Well, all that’s changed. Assuming your college kid can fit you in, there’s no reason not to have a weekly face-to-face chat via Skype or FaceTime. And if you aren’t already taking advantage of the new technology, I can assure you a digital video encounter is much more satisfying than a phone call when campus life gets sticky.



However, there frequently will be times when it is best to sublimate that urge to spontaneously contact your college student (one never can know what is taking place in a dorm room at any given moment) and just plain chill. That’s where the book, “Letting Go: A Parents’ Guide to Understanding the College Years” becomes vital.

Authors Karen Levin Coburn and Madge Lawrence Treeger, one a college chancellor and the other a college counselor, have limitless professional experience with parents and students who have a difficult time separating their lives. They also understand the trauma from firsthand experience. The authors get it; the first year of college signals a big transition not only for the students, but also for the parents.

Here’s what they have to say in the first chapter of their book: “As our sons and daughters enter these college years, we have to come to terms with their strengths and their limitations. At the same time we realize that we too are at a watershed, entering into a new phase of our lives — growing older.

“We may find ourselves taking a new look at our marriages, or careers — our own limitations. And so as they struggle with a turmoil of conflicting emotions about leaving, we often are flooded with conflicting feelings of our own about being left.”

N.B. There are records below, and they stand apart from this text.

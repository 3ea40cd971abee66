//! Append-only log writer used for WAL and checkpoint files.

use super::record::{Record, RecordType, MAX_FRAGMENT_SIZE};
use crate::error::Result;
use bytes::BytesMut;
use std::fs::{File, OpenOptions};
use std::io::{BufWriter, Write};
use std::path::{Path, PathBuf};

/// Writer appending framed entries to a log file
pub struct LogWriter {
    /// Path to the log file
    path: PathBuf,
    /// Buffered writer for efficient I/O
    writer: BufWriter<File>,
    /// Current file size
    file_size: u64,
}

impl LogWriter {
    /// Opens the file in append mode, creating it if it doesn't exist.
    pub fn new<P: AsRef<Path>>(path: P) -> Result<Self> {
        let path = path.as_ref().to_path_buf();
        let file = OpenOptions::new().create(true).append(true).open(&path)?;
        let file_size = file.metadata()?.len();

        Ok(Self { path, writer: BufWriter::new(file), file_size })
    }

    /// Appends one entry, fragmenting it if it exceeds the record limit.
    pub fn append(&mut self, data: &[u8]) -> Result<()> {
        if data.is_empty() {
            return Ok(());
        }

        let mut buf = BytesMut::new();
        let mut offset = 0;
        while offset < data.len() {
            let chunk_len = (data.len() - offset).min(MAX_FRAGMENT_SIZE);
            let record_type = RecordType::for_fragment(offset, chunk_len, data.len());
            Record::new(record_type, data[offset..offset + chunk_len].to_vec()).encode_into(&mut buf);
            offset += chunk_len;
        }

        self.writer.write_all(&buf)?;
        self.file_size += buf.len() as u64;
        Ok(())
    }

    /// Pushes buffered data to the OS without forcing it to disk.
    pub fn flush(&mut self) -> Result<()> {
        self.writer.flush()?;
        Ok(())
    }

    /// Flushes and fsyncs the file.
    pub fn sync(&mut self) -> Result<()> {
        self.writer.flush()?;
        self.writer.get_ref().sync_all()?;
        Ok(())
    }

    /// Get the current file size
    pub fn file_size(&self) -> u64 {
        self.file_size
    }

    /// Get the path to the log file
    pub fn path(&self) -> &Path {
        &self.path
    }
}

impl Drop for LogWriter {
    fn drop(&mut self) {
        // Best effort flush on drop
        let _ = self.writer.flush();
    }
}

College brings challenges for young adults that go well beyond academics; there are roommates to cope with, dorm food that doesn’t agree, homesickness, mononucleosis, the dreaded sophomore slump and solicitations from credit card companies. “Letting Go” also will take you through the stages of maturity that come with sophomore, junior and senior years.

I would loan you my copy of the book, but I have the outdated fourth edition, the one that doesn’t take into account for the advent of social media and the ability to have a face-to-face chat on your mobile phone.

And anyway, you can purchase a copy of the book published by Harper Perennial for about $11. If you have emerging adults living away from home for the first time, you shouldn’t be without it.

What are you waiting for? It’s time to let go and make adjustments in your own life.